* _Exercise details_: Which lines of the data include the string "state"? List them all.

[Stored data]
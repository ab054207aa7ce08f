//! Texture error types.

use std::path::PathBuf;

use thiserror::Error;

use crate::backend::types::{CubeFace, ImageTarget, IntSize, PixelFormat, PixelType, TextureKind, Viewport};
use crate::backend::BackendError;

/// Errors that can occur while creating, loading, updating or caching textures.
#[derive(Error, Debug, Clone, PartialEq)]
pub enum TextureError {
    #[error("Failed to load texture from {}: {reason}", path.display())]
    LoadFailed { path: PathBuf, reason: String },
    #[error("Failed to load {face:?} cube face from {}: {reason}", path.display())]
    CubeFaceLoadFailed {
        face: CubeFace,
        path: PathBuf,
        reason: String,
    },
    #[error("A different texture named '{0}' is already cached")]
    DuplicateName(String),
    #[error("Cannot cache a texture that has no name")]
    Unnamed,
    #[error("Region {rect:?} lies outside texture bounds {size:?}")]
    RegionOutOfBounds { rect: Viewport, size: IntSize },
    #[error("Expected {expected} pixels, got {actual}")]
    PixelCountMismatch { expected: usize, actual: usize },
    #[error("Texture has no GPU storage")]
    NotAllocated,
    #[error("Target {target:?} is not valid for a {kind:?} texture")]
    InvalidTarget { target: ImageTarget, kind: TextureKind },
    #[error("File path pattern '{0}' has no face placeholder")]
    MissingFacePlaceholder(String),
    #[error("Cube faces must be square and of equal size, got {0:?}")]
    MismatchedCubeFaces(Vec<IntSize>),
    #[error("Pixel format {format:?}/{ty:?} cannot hold image content")]
    UnsupportedPixelFormat { format: PixelFormat, ty: PixelType },
    #[error(transparent)]
    Backend(#[from] BackendError),
}

pub type TextureResult<T> = Result<T, TextureError>;
impl Drop for TextureCore {
    fn drop(&mut self) {
        let state = self.state.get_mut();
        if let Some(handle) = state.handle.take() {
            if !state.content_owns(handle) {
                self.backend.lock().destroy_texture(handle);
            }
        }
    }
}

/// Implements [`Texture`](crate::resources::Texture) for a type with a
/// `core: TextureCore` field. Variant-specific items are passed in the block.
macro_rules! impl_texture_via_core {
    ($ty:ty, $class:expr, { $($extra:tt)* }) => {
        impl $crate::resources::texture::Texture for $ty {
            fn class(&self) -> $crate::resources::texture::TextureClass {
                $class
            }

            fn name(&self) -> Option<String> {
                self.core.name()
            }

            fn set_name(&self, name: Option<String>) {
                self.core.set_name(name)
            }

            fn handle(&self) -> Option<$crate::backend::TextureHandle> {
                self.core.handle()
            }

            fn state(&self) -> $crate::resources::texture::TextureState {
                self.core.state()
            }

            fn kind(&self) -> $crate::backend::TextureKind {
                self.core.kind()
            }

            fn size(&self) -> $crate::backend::IntSize {
                self.core.size()
            }

            fn coverage(&self) -> glam::Vec2 {
                self.core.coverage()
            }

            fn pixel_format(&self) -> $crate::backend::PixelFormat {
                self.core.pixel_format()
            }

            fn pixel_type(&self) -> $crate::backend::PixelType {
                self.core.pixel_type()
            }

            fn has_alpha(&self) -> bool {
                self.core.has_alpha()
            }

            fn set_has_alpha(&self, has_alpha: bool) {
                self.core.set_has_alpha(has_alpha)
            }

            fn has_premultiplied_alpha(&self) -> bool {
                self.core.has_premultiplied_alpha()
            }

            fn set_has_premultiplied_alpha(&self, premultiplied: bool) {
                self.core.set_has_premultiplied_alpha(premultiplied)
            }

            fn is_upside_down(&self) -> bool {
                self.core.is_upside_down()
            }

            fn set_is_upside_down(&self, is_upside_down: bool) {
                self.core.set_is_upside_down(is_upside_down)
            }

            fn should_flip_vertically_on_load(&self) -> bool {
                self.core.should_flip_vertically_on_load()
            }

            fn set_should_flip_vertically_on_load(&self, flip: bool) {
                self.core.set_should_flip_vertically_on_load(flip)
            }

            fn should_flip_horizontally_on_load(&self) -> bool {
                self.core.should_flip_horizontally_on_load()
            }

            fn set_should_flip_horizontally_on_load(&self, flip: bool) {
                self.core.set_should_flip_horizontally_on_load(flip)
            }

            fn has_mipmap(&self) -> bool {
                self.core.has_mipmap()
            }

            fn generate_mipmap(&self) {
                self.core.generate_mipmap()
            }

            fn parameters(&self) -> $crate::backend::TextureParameters {
                self.core.parameters()
            }

            fn requested_parameters(&self) -> $crate::backend::TextureParameters {
                self.core.requested_parameters()
            }

            fn set_parameters(&self, parameters: $crate::backend::TextureParameters) {
                self.core.set_parameters(parameters)
            }

            fn replace_pixels(
                &self,
                rect: $crate::backend::Viewport,
                target: $crate::backend::ImageTarget,
                pixels: &mut [$crate::backend::Color4B],
            ) -> $crate::error::TextureResult<()> {
                self.core.replace_pixels(rect, target, pixels)
            }

            fn resize_to(&self, size: $crate::backend::IntSize) -> $crate::error::TextureResult<()> {
                self.core.resize_to(size)
            }

            fn delete_gpu_texture(&self) {
                self.core.delete_gpu_texture()
            }

            fn bind_with_environment(
                &self,
                visitor: &mut dyn $crate::resources::texture::DrawingVisitor,
                environment: Option<&$crate::resources::texture_unit::TextureUnit>,
            ) -> Option<$crate::backend::TextureHandle> {
                self.core.bind(visitor, environment)
            }

            fn content(&self) -> Option<std::sync::Arc<$crate::resources::texture_core::TextureContent>> {
                self.core.content()
            }

            $($extra)*
        }
    };
}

* _Reply to the exercise_:
        let state = self.state.get_mut();
        if let Some(handle) = state.handle.take() {
            if !state.content_owns(handle) {
            fn state(&self) -> $crate::resources::texture::TextureState {
                self.core.state()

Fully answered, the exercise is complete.